Exercise instructions: Every entry below is to be retyped exactly as it stands.

Collected data:
*** Block opens ***
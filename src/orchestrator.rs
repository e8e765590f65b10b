//! Pipeline orchestrator for tubechat.
//!
//! Coordinates transcript retrieval, chunking, embedding and indexing of a
//! video, and answering questions against the resulting index.

use crate::chunking::{Chunker, ChunkingConfig, RecursiveChunker, TextChunk};
use crate::config::{Prompts, Settings};
use crate::embedding::{Embedder, OpenAIEmbedder};
use crate::error::{Result, TubechatError};
use crate::openai::create_client;
use crate::rag::{LanguageModel, OpenAIChatModel, RagEngine, RagResponse, RetrievalConfig};
use crate::transcript::{
    extract_video_id, CaptionSource, Transcript, TranscriptFetcher, TranscriptOutcome, YoutubeCaptionSource,
};
use crate::translation::{GoogleTranslator, ParallelTranslator, WhatlangDetector};
use crate::vector_store::{Document, MemoryVectorStore, VectorStore};
use std::sync::Arc;
use tracing::{debug, info, instrument};

/// Progress stages reported while a video is processed.
#[derive(Debug, Clone, Copy, PartialEq, Eq)]
pub enum ProcessStage {
    FetchingTranscript,
    SplittingTranscript,
    CreatingVectorStore,
    Complete,
}

impl ProcessStage {
    pub fn message(&self) -> &'static str {
        match self {
            ProcessStage::FetchingTranscript => "Fetching transcript...",
            ProcessStage::SplittingTranscript => "Splitting transcript...",
            ProcessStage::CreatingVectorStore => "Creating vector store...",
            ProcessStage::Complete => "Processing complete!",
        }
    }

    /// Overall progress when this stage starts.
    pub fn percent(&self) -> u64 {
        match self {
            ProcessStage::FetchingTranscript => 25,
            ProcessStage::SplittingTranscript => 50,
            ProcessStage::CreatingVectorStore => 75,
            ProcessStage::Complete => 100,
        }
    }
}

/// A processed video ready for questions.
#[derive(Clone)]
pub struct ProcessedVideo {
    pub video_id: String,
    pub transcript: Transcript,
    /// Whether the transcript was translated from the fallback language.
    pub used_fallback: bool,
    pub chunk_count: usize,
    pub store: Arc<MemoryVectorStore>,
}

/// The main orchestrator for the tubechat pipeline.
pub struct Orchestrator {
    settings: Settings,
    fetcher: TranscriptFetcher,
    chunker: Box<dyn Chunker>,
    embedder: Arc<dyn Embedder>,
    rag: RagEngine,
}

impl Orchestrator {
    /// Create an orchestrator talking to YouTube, Google Translate and OpenAI.
    pub fn new(settings: Settings) -> Result<Self> {
        let prompts = Prompts::load(settings.prompts_dir().as_deref(), Some(&settings.prompts.variables))?;

        let client = create_client(&settings.openai)?;

        let source: Arc<dyn CaptionSource> = Arc::new(YoutubeCaptionSource::with_base_url(&settings.youtube.base_url)?);

        let translator = ParallelTranslator::new(
            Arc::new(GoogleTranslator::with_base_url(&settings.translation.base_url)?),
            Arc::new(WhatlangDetector::new()),
        )
        .with_max_chars(settings.translation.max_chars)
        .with_max_workers(settings.translation.max_workers);

        let embedder: Arc<dyn Embedder> = Arc::new(OpenAIEmbedder::from_settings(client.clone(), &settings.embedding));

        let model: Arc<dyn LanguageModel> = Arc::new(
            OpenAIChatModel::new(client, &settings.rag.model).with_temperature(settings.rag.temperature),
        );

        info!(
            "Using {} for answers and {} for embeddings",
            settings.rag.model, settings.embedding.model
        );

        Ok(Self::with_components(
            settings,
            prompts,
            source,
            Arc::new(translator),
            embedder,
            model,
        ))
    }

    /// Create an orchestrator with custom components.
    pub fn with_components(
        settings: Settings,
        prompts: Prompts,
        source: Arc<dyn CaptionSource>,
        translator: Arc<ParallelTranslator>,
        embedder: Arc<dyn Embedder>,
        model: Arc<dyn LanguageModel>,
    ) -> Self {
        let fetcher = TranscriptFetcher::new(source, translator).with_languages(
            settings.youtube.primary_language.clone(),
            settings.youtube.fallback_language.clone(),
            settings.translation.target_language.clone(),
        );

        let rag = RagEngine::new(embedder.clone(), model)
            .with_retrieval(RetrievalConfig::from(&settings.retrieval))
            .with_prompts(prompts);

        Self {
            settings,
            fetcher,
            chunker: Box::new(RecursiveChunker::new()),
            embedder,
            rag,
        }
    }

    /// Get the settings.
    pub fn settings(&self) -> &Settings {
        &self.settings
    }

    pub fn rag(&self) -> &RagEngine {
        &self.rag
    }

    /// Fetch the transcript for a video, with fallback and translation.
    pub async fn fetch_transcript(&self, video_id: &str) -> TranscriptOutcome {
        self.fetcher.fetch(video_id).await
    }

    /// Split a transcript into chunks.
    pub fn chunk(&self, transcript: &Transcript) -> Result<Vec<TextChunk>> {
        let config = ChunkingConfig::from(&self.settings.chunking);
        self.chunker.chunk(&transcript.text, &config)
    }

    /// Embed chunks and build a fresh index. Either every chunk is indexed or
    /// an error is returned.
    #[instrument(skip(self, chunks), fields(chunks = chunks.len()))]
    pub async fn build_index(&self, video_id: &str, chunks: &[TextChunk]) -> Result<MemoryVectorStore> {
        if chunks.is_empty() {
            return Err(TubechatError::VectorStore("No chunks to index".to_string()));
        }

        let texts: Vec<String> = chunks.iter().map(|c| c.content.clone()).collect();
        debug!(
            "Embedding {} chunks ({} dimensions)",
            texts.len(),
            self.embedder.dimensions()
        );
        let embeddings = self.embedder.embed_batch(&texts).await?;

        if embeddings.len() != chunks.len() {
            return Err(TubechatError::Embedding(format!(
                "Expected {} embeddings, got {}",
                chunks.len(),
                embeddings.len()
            )));
        }

        let documents: Vec<Document> = chunks
            .iter()
            .zip(embeddings)
            .map(|(chunk, embedding)| {
                Document::new(video_id.to_string(), chunk.content.clone(), embedding, chunk.order)
            })
            .collect();

        let store = MemoryVectorStore::new();
        let count = store.add_batch(&documents).await?;
        info!("Indexed {} chunks for {}", count, video_id);

        Ok(store)
    }

    /// Process a video URL: fetch the transcript, chunk it and build its index.
    #[instrument(skip(self, on_stage))]
    pub async fn process_video<F>(&self, url: &str, on_stage: F) -> Result<ProcessedVideo>
    where
        F: Fn(ProcessStage) + Send + Sync,
    {
        let video_id = extract_video_id(url)?;

        on_stage(ProcessStage::FetchingTranscript);
        let outcome = self.fetch_transcript(&video_id).await;
        let used_fallback = outcome.used_fallback();
        let transcript = outcome.into_result()?;

        if transcript.text.trim().is_empty() {
            return Err(TubechatError::TranscriptUnavailable(format!(
                "Transcript for {} is empty",
                video_id
            )));
        }

        on_stage(ProcessStage::SplittingTranscript);
        let chunks = self.chunk(&transcript)?;

        on_stage(ProcessStage::CreatingVectorStore);
        let store = self.build_index(&video_id, &chunks).await?;

        on_stage(ProcessStage::Complete);
        info!(
            "Processed {} ({} chars, {} chunks{})",
            video_id,
            transcript.char_count(),
            chunks.len(),
            if used_fallback { ", translated" } else { "" }
        );

        Ok(ProcessedVideo {
            video_id,
            transcript,
            used_fallback,
            chunk_count: chunks.len(),
            store: Arc::new(store),
        })
    }

    /// Answer a question against a processed video's index.
    pub async fn answer(&self, store: &dyn VectorStore, question: &str) -> Result<RagResponse> {
        self.rag.ask(store, question).await
    }
}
*** Block closes ***
Reply:
filename src/orchestrator.rs
repository e8e765590f65b10b
//! Pipeline orchestrator for tubechat.
//!
//! Coordinates transcript retrieval, chunking, embedding and indexing of a
//! video, and answering questions against the resulting index.

use crate::chunking::{Chunker, ChunkingConfig, RecursiveChunker, TextChunk};
use crate::config::{Prompts, Settings};
use crate::embedding::{Embedder, OpenAIEmbedder};
use crate::error::{Result, TubechatError};
use crate::openai::create_client;
use crate::rag::{LanguageModel, OpenAIChatModel, RagEngine, RagResponse, RetrievalConfig};
use crate::transcript::{
    extract_video_id, CaptionSource, Transcript, TranscriptFetcher, TranscriptOutcome, YoutubeCaptionSource,
};
use crate::translation::{GoogleTranslator, ParallelTranslator, WhatlangDetector};
use crate::vector_store::{Document, MemoryVectorStore, VectorStore};
use std::sync::Arc;
use tracing::{debug, info, instrument};

/// Progress stages reported while a video is processed.
#[derive(Debug, Clone, Copy, PartialEq, Eq)]
pub enum ProcessStage {
    FetchingTranscript,
    SplittingTranscript,
    CreatingVectorStore,
    Complete,
}

impl ProcessStage {
    pub fn message(&self) -> &'static str {
        match self {
            ProcessStage::FetchingTranscript => "Fetching transcript...",
            ProcessStage::SplittingTranscript => "Splitting transcript...",
            ProcessStage::CreatingVectorStore => "Creating vector store...",
            ProcessStage::Complete => "Processing complete!",
        }
    }

    /// Overall progress when this stage starts.
    pub fn percent(&self) -> u64 {
        match self {
            ProcessStage::FetchingTranscript => 25,
            ProcessStage::SplittingTranscript => 50,
            ProcessStage::CreatingVectorStore => 75,
            ProcessStage::Complete => 100,
        }
    }
}

/// A processed video ready for questions.
#[derive(Clone)]
pub struct ProcessedVideo {
    pub video_id: String,
    pub transcript: Transcript,
    /// Whether the transcript was translated from the fallback language.
    pub used_fallback: bool,
    pub chunk_count: usize,
    pub store: Arc<MemoryVectorStore>,
}

/// The main orchestrator for the tubechat pipeline.
pub struct Orchestrator {
    settings: Settings,
    fetcher: TranscriptFetcher,
    chunker: Box<dyn Chunker>,
    embedder: Arc<dyn Embedder>,
    rag: RagEngine,
}

impl Orchestrator {
    /// Create an orchestrator talking to YouTube, Google Translate and OpenAI.
    pub fn new(settings: Settings) -> Result<Self> {
        let prompts = Prompts::load(settings.prompts_dir().as_deref(), Some(&settings.prompts.variables))?;

        let client = create_client(&settings.openai)?;

        let source: Arc<dyn CaptionSource> = Arc::new(YoutubeCaptionSource::with_base_url(&settings.youtube.base_url)?);

        let translator = ParallelTranslator::new(
            Arc::new(GoogleTranslator::with_base_url(&settings.translation.base_url)?),
            Arc::new(WhatlangDetector::new()),
        )
        .with_max_chars(settings.translation.max_chars)
        .with_max_workers(settings.translation.max_workers);

        let embedder: Arc<dyn Embedder> = Arc::new(OpenAIEmbedder::from_settings(client.clone(), &settings.embedding));

        let model: Arc<dyn LanguageModel> = Arc::new(
            OpenAIChatModel::new(client, &settings.rag.model).with_temperature(settings.rag.temperature),
        );

        info!(
            "Using {} for answers and {} for embeddings",
            settings.rag.model, settings.embedding.model
        );

        Ok(Self::with_components(
            settings,
            prompts,
            source,
            Arc::new(translator),
            embedder,
            model,
        ))
    }

    /// Create an orchestrator with custom components.
    pub fn with_components(
        settings: Settings,
        prompts: Prompts,
        source: Arc<dyn CaptionSource>,
        translator: Arc<ParallelTranslator>,
        embedder: Arc<dyn Embedder>,
        model: Arc<dyn LanguageModel>,
    ) -> Self {
        let fetcher = TranscriptFetcher::new(source, translator).with_languages(
            settings.youtube.primary_language.clone(),
            settings.youtube.fallback_language.clone(),
            settings.translation.target_language.clone(),
        );

        let rag = RagEngine::new(embedder.clone(), model)
            .with_retrieval(RetrievalConfig::from(&settings.retrieval))
            .with_prompts(prompts);

        Self {
            settings,
            fetcher,
            chunker: Box::new(RecursiveChunker::new()),
            embedder,
            rag,
        }
    }

    /// Get the settings.
    pub fn settings(&self) -> &Settings {
        &self.settings
    }

    pub fn rag(&self) -> &RagEngine {
        &self.rag
    }

    /// Fetch the transcript for a video, with fallback and translation.
    pub async fn fetch_transcript(&self, video_id: &str) -> TranscriptOutcome {
        self.fetcher.fetch(video_id).await
    }

    /// Split a transcript into chunks.
    pub fn chunk(&self, transcript: &Transcript) -> Result<Vec<TextChunk>> {
        let config = ChunkingConfig::from(&self.settings.chunking);
        self.chunker.chunk(&transcript.text, &config)
    }

    /// Embed chunks and build a fresh index. Either every chunk is indexed or
    /// an error is returned.
    #[instrument(skip(self, chunks), fields(chunks = chunks.len()))]
    pub async fn build_index(&self, video_id: &str, chunks: &[TextChunk]) -> Result<MemoryVectorStore> {
        if chunks.is_empty() {
            return Err(TubechatError::VectorStore("No chunks to index".to_string()));
        }

        let texts: Vec<String> = chunks.iter().map(|c| c.content.clone()).collect();
        debug!(
            "Embedding {} chunks ({} dimensions)",
            texts.len(),
            self.embedder.dimensions()
        );
        let embeddings = self.embedder.embed_batch(&texts).await?;

        if embeddings.len() != chunks.len() {
            return Err(TubechatError::Embedding(format!(
                "Expected {} embeddings, got {}",
                chunks.len(),
                embeddings.len()
            )));
        }

        let documents: Vec<Document> = chunks
            .iter()
            .zip(embeddings)
            .map(|(chunk, embedding)| {
                Document::new(video_id.to_string(), chunk.content.clone(), embedding, chunk.order)
            })
            .collect();

        let store = MemoryVectorStore::new();
        let count = store.add_batch(&documents).await?;
        info!("Indexed {} chunks for {}", count, video_id);

        Ok(store)
    }

    /// Process a video URL: fetch the transcript, chunk it and build its index.
    #[instrument(skip(self, on_stage))]
    pub async fn process_video<F>(&self, url: &str, on_stage: F) -> Result<ProcessedVideo>
    where
        F: Fn(ProcessStage) + Send + Sync,
    {
        let video_id = extract_video_id(url)?;

        on_stage(ProcessStage::FetchingTranscript);
        let outcome = self.fetch_transcript(&video_id).await;
        let used_fallback = outcome.used_fallback();
        let transcript = outcome.into_result()?;

        if transcript.text.trim().is_empty() {
            return Err(TubechatError::TranscriptUnavailable(format!(
                "Transcript for {} is empty",
                video_id
            )));
        }

        on_stage(ProcessStage::SplittingTranscript);
        let chunks = self.chunk(&transcript)?;

        on_stage(ProcessStage::CreatingVectorStore);
        let store = self.build_index(&video_id, &chunks).await?;

        on_stage(ProcessStage::Complete);
        info!(
            "Processed {} ({} chars, {} chunks{})",
            video_id,
            transcript.char_count(),
            chunks.len(),
            if used_fallback { ", translated" } else { "" }
        );

        Ok(ProcessedVideo {
            video_id,
            transcript,
            used_fallback,
            chunk_count: chunks.len(),
            store: Arc::new(store),
        })
    }

    /// Answer a question against a processed video's index.
    pub async fn answer(&self, store: &dyn VectorStore, question: &str) -> Result<RagResponse> {
        self.rag.ask(store, question).await
    }
}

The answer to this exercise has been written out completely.